Modulation of Cell Differentiation and Epigenetic Landscape by Methionine Metabolism

Abstract

Histone modifications are an integral component of epigenetic mechanisms, crucially influencing DNA accessibility and gene expression. These modifications are increasingly recognized as being deeply intertwined with cellular metabolism, particularly through the use of metabolic intermediates as substrates or catalytic cofactors for histone modifiers. This is especially evident in the metabolism of methionine, which significantly affects histone methylation by modulating the availability of substrates for histone methyltransferases. The activities of these enzymes are highly sensitive to substrate concentration due to their unique kinetic properties.
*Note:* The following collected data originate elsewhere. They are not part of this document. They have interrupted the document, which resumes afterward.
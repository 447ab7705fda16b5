//! Developer to-do items.

use serde::{Deserialize, Serialize};

/// A personal checklist entry owned by one developer.
#[derive(Debug, Clone, Serialize, Deserialize)]
pub struct Todo {
    pub id: String,
    pub developer_id: String,
    pub title: String,
    pub completed: bool,
}

#[derive(Debug, Clone, Deserialize)]
pub struct CreateTodoRequest {
    pub title: String,
}

#[derive(Debug, Clone, Deserialize)]
pub struct UpdateTodoRequest {
    #[serde(default)]
    pub title: Option<String>,
    #[serde(default)]
    pub completed: Option<bool>,
}
#[tokio::test]
async fn test_review_reports_late_delivery() {
    let fixture = TestFixture::new().await;
    let setup = fixture.with_assigned_task().await;

    fixture
        .transition(&setup.developer, &setup.task_id, "start")
        .await;
    fixture
        .transition(&setup.developer, &setup.task_id, "complete")
        .await;

    let t0 = Utc::now() - Duration::days(1);
    fixture
        .set_task_times(
            &setup.task_id,
            t0,
            t0 + Duration::hours(3),
            Some(t0),
            Some(t0 + Duration::hours(2)),
        )
        .await;

    let review_path = format!("/api/tasks/{}/review", setup.task_id);

    let (status, _) = fixture.get(&review_path, &setup.developer).await;
    assert_eq!(status, 403);

    let (status, body) = fixture.get(&review_path, &setup.manager).await;
    assert_eq!(status, 200, "{}", body);
    assert_eq!(body["data"]["delivery_status"], "late");
    assert_eq!(body["data"]["time_taken"], "0 days, 3 hours, 0 minutes");
    assert_eq!(body["data"]["allocated_time"], "0 days, 2 hours, 0 minutes");
    assert_eq!(body["data"]["time_difference"], "0 days, 1 hours, 0 minutes");

    let (_, body) = fixture.get("/api/metrics/me", &setup.developer).await;
    assert_eq!(body["data"]["average_completion_time"], 5400.0);
    assert_eq!(body["data"]["total_delivery_time"], 10800);
    assert_eq!(body["data"]["total_allocated_time"], 7200);
    assert_eq!(body["data"]["tasks_completed"], 1);
}

#[tokio::test]
async fn test_review_requires_complete_data() {
    let fixture = TestFixture::new().await;
    let setup = fixture.with_assigned_task().await;
    let review_path = format!("/api/tasks/{}/review", setup.task_id);

    let (status, body) = fixture.get(&review_path, &setup.manager).await;
    assert_eq!(status, 400);
    assert_eq!(body["error"]["code"], "TASK_NOT_COMPLETED");

    fixture
        .transition(&setup.developer, &setup.task_id, "start")
        .await;
    fixture
        .transition(&setup.developer, &setup.task_id, "complete")
        .await;

    // No manager window was set
    let (status, body) = fixture.get(&review_path, &setup.manager).await;
    assert_eq!(status, 400);
    assert_eq!(body["error"]["code"], "VALIDATION_ERROR");
    assert!(body["error"]["message"]
        .as_str()
        .unwrap()
        .contains("manager_start_time"));
}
Despite some degree of observation and study, the direct impact of methionine availability on specific histone modifications, like H3K36me3, and their ensuing effects on cellular functions have not been extensively explored.To address this knowledge gap, I employed a combination of genetic, biochemical, and pharmacological approaches to examine the consequences of methionine restriction on H3K36me3 and its impact on cellular differentiation. This involved characterizing the dynamics, and reversibility of these processes, and identifying the mediating factors between methionine and cellular differentiation. Our findings highlight a significant dependency of myogenic differentiation on methionine and establish the methionine-SAM-SETD2 pathway as a critical component in this process.This work provides compelling evidence of a connection between nutrient status and cell-fate determination, potentially mediated by histone status. These insights offer new perspectives on the complex interplay between metabolism and epigenetics, laying the foundation for a more profound understanding of how these processes interconnect to influence cellular fate decisions.